You can open the Codex changelog, skim Cua's Windows internals write-up, and compare that with francedot's background-computer-use claim that OpenAI pulled off Windows background control with "a few magic tricks." NickADobos' clip note also spotted a small UI detail, mouse traces, that makes remote actions easier to follow.
Windows computer use
OpenAI framed the update in practical terms: Codex can now test apps, debug flows, and review work on the Windows machine where the project already lives.
That matters mostly because it closes a gap in Codex's desktop story. Until this update, OpenAI had shown computer use on other surfaces; now the Windows developer loop is part of the same product surface, with the official changelog at the Codex app entry.
Mobile remote control
The second part of the rollout is remote control from ChatGPT mobile. OpenAI's launch post says you can start, review, and steer tasks from the phone while the Windows machine keeps working, and reach_vb's feature list adds that the same control path also works from Mac.
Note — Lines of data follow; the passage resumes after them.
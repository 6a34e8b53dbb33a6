//! Export tests for the HTML formats

use crate::common::{parse, read_fixture};
use insta::assert_snapshot;
use md2html_core::format::Format;
use md2html_core::formats::html::{HtmlFormat, HtmlFragmentFormat, HtmlOptions};
use md2html_core::{convert, convert_with_options, FormatRegistry};

#[test]
fn kitchensink_matches_expected_document() {
    let source = read_fixture("kitchensink.md");
    let expected = read_fixture("kitchensink.html");
    assert_eq!(convert(&source), expected);
}

#[test]
fn registry_pipeline_matches_convert() {
    let source = read_fixture("kitchensink.md");
    let registry = FormatRegistry::default();
    let doc = registry.parse(&source, "markdown").unwrap();
    assert_eq!(registry.serialize(&doc, "html").unwrap(), convert(&source));
}

#[test]
fn empty_input_document() {
    assert_snapshot!(convert(""), @r###"
    <!DOCTYPE html>
    <html lang="en">
    <head>
      <meta charset="UTF-8">
      <title>Document</title>
    </head>
    <body>
    </body>
    </html>
    "###);
}

#[test]
fn small_document() {
    let source = "# Hello & Welcome\n\nSome `<b>` text.\n\n- one\n- two\n";
    assert_snapshot!(convert(source), @r###"
    <!DOCTYPE html>
    <html lang="en">
    <head>
      <meta charset="UTF-8">
      <title>Hello &amp; Welcome</title>
    </head>
    <body>
    <h1>Hello & Welcome</h1>
    <p>Some <code>&lt;b&gt;</code> text.</p>
    <ul>
    <li>one</li>
    <li>two</li>
    </ul>
    </body>
    </html>
    "###);
}

#[test]
fn configured_lang_and_fallback_title() {
    let options = HtmlOptions::new("fr", "Sans titre");
    assert_snapshot!(convert_with_options("## Pas de titre\n", &options), @r###"
    <!DOCTYPE html>
    <html lang="fr">
    <head>
      <meta charset="UTF-8">
      <title>Sans titre</title>
    </head>
    <body>
    <h2>Pas de titre</h2>
    </body>
    </html>
    "###);
}

#[test]
fn title_from_code_span_is_escaped_again() {
    let html = convert("# a `<b>`\n");
    assert!(html.contains("  <title>a &amp;lt;b&amp;gt;</title>\n"));
    assert!(html.contains("<h1>a <code>&lt;b&gt;</code></h1>\n"));
}

#[test]
fn fragment_has_no_wrapper() {
    let doc = parse("# T\n\n```\na < b\n```\n");
    let out = HtmlFragmentFormat.serialize(&doc).unwrap();
    assert_eq!(out, "<h1>T</h1>\n<pre><code>\na &lt; b\n</code></pre>\n");
    assert!(!out.contains("<html"));
}

#[test]
fn html_format_matches_convert_with_defaults() {
    let doc = parse("plain");
    assert_eq!(
        HtmlFormat::default().serialize(&doc).unwrap(),
        convert("plain")
    );
}
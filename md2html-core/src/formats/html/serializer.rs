//! HTML serialization (Document → HTML)
//!
//! Wraps the parsed body fragments in a minimal HTML5 document. Fragments are
//! written one per line, unchanged; they are already valid HTML.

use crate::common::escape::{escape_attribute, escape_html};
use crate::document::Document;

pub const DEFAULT_LANG: &str = "en";
pub const DEFAULT_FALLBACK_TITLE: &str = "Document";

/// Options for HTML serialization
#[derive(Debug, Clone, PartialEq, Eq)]
pub struct HtmlOptions {
    /// Value of the `lang` attribute on `<html>`
    pub lang: String,
    /// Title used when the document has no level-1 heading
    pub fallback_title: String,
}

impl Default for HtmlOptions {
    fn default() -> Self {
        Self {
            lang: DEFAULT_LANG.to_string(),
            fallback_title: DEFAULT_FALLBACK_TITLE.to_string(),
        }
    }
}

impl HtmlOptions {
    pub fn new(lang: impl Into<String>, fallback_title: impl Into<String>) -> Self {
        Self {
            lang: lang.into(),
            fallback_title: fallback_title.into(),
        }
    }

    pub fn with_lang(mut self, lang: impl Into<String>) -> Self {
        self.lang = lang.into();
        self
    }

    pub fn with_fallback_title(mut self, title: impl Into<String>) -> Self {
        self.fallback_title = title.into();
        self
    }
}

/// Every line of the complete document, without line terminators.
pub fn document_lines(doc: &Document, options: &HtmlOptions) -> Vec<String> {
    let title = doc.title.as_deref().unwrap_or(&options.fallback_title);

    let mut lines = Vec::with_capacity(doc.blocks.len() + 9);
    lines.push("<!DOCTYPE html>".to_string());
    lines.push(format!("<html lang=\"{}\">", escape_attribute(&options.lang)));
    lines.push("<head>".to_string());
    lines.push("  <meta charset=\"UTF-8\">".to_string());
    lines.push(format!("  <title>{}</title>", escape_html(title)));
    lines.push("</head>".to_string());
    lines.push("<body>".to_string());
    lines.extend(doc.blocks.iter().cloned());
    lines.push("</body>".to_string());
    lines.push("</html>".to_string());
    lines
}

/// Serialize a document to a complete HTML page, each line ending in `\n`.
pub fn serialize_to_html(doc: &Document, options: &HtmlOptions) -> String {
    let mut out = String::new();
    for line in document_lines(doc, options) {
        out.push_str(&line);
        out.push('\n');
    }
    out
}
The wording across the launch posts is consistent on one point: this is not just viewing status on mobile. OpenAI describes active steering of a running Windows host from the ChatGPT mobile app.
Codex profile
The quiet extra in this release is a new profile page. reach_vb's rollout list says it includes token stats, streaks, longest task, and more, while the changelog entry is the canonical source for the app update bundle.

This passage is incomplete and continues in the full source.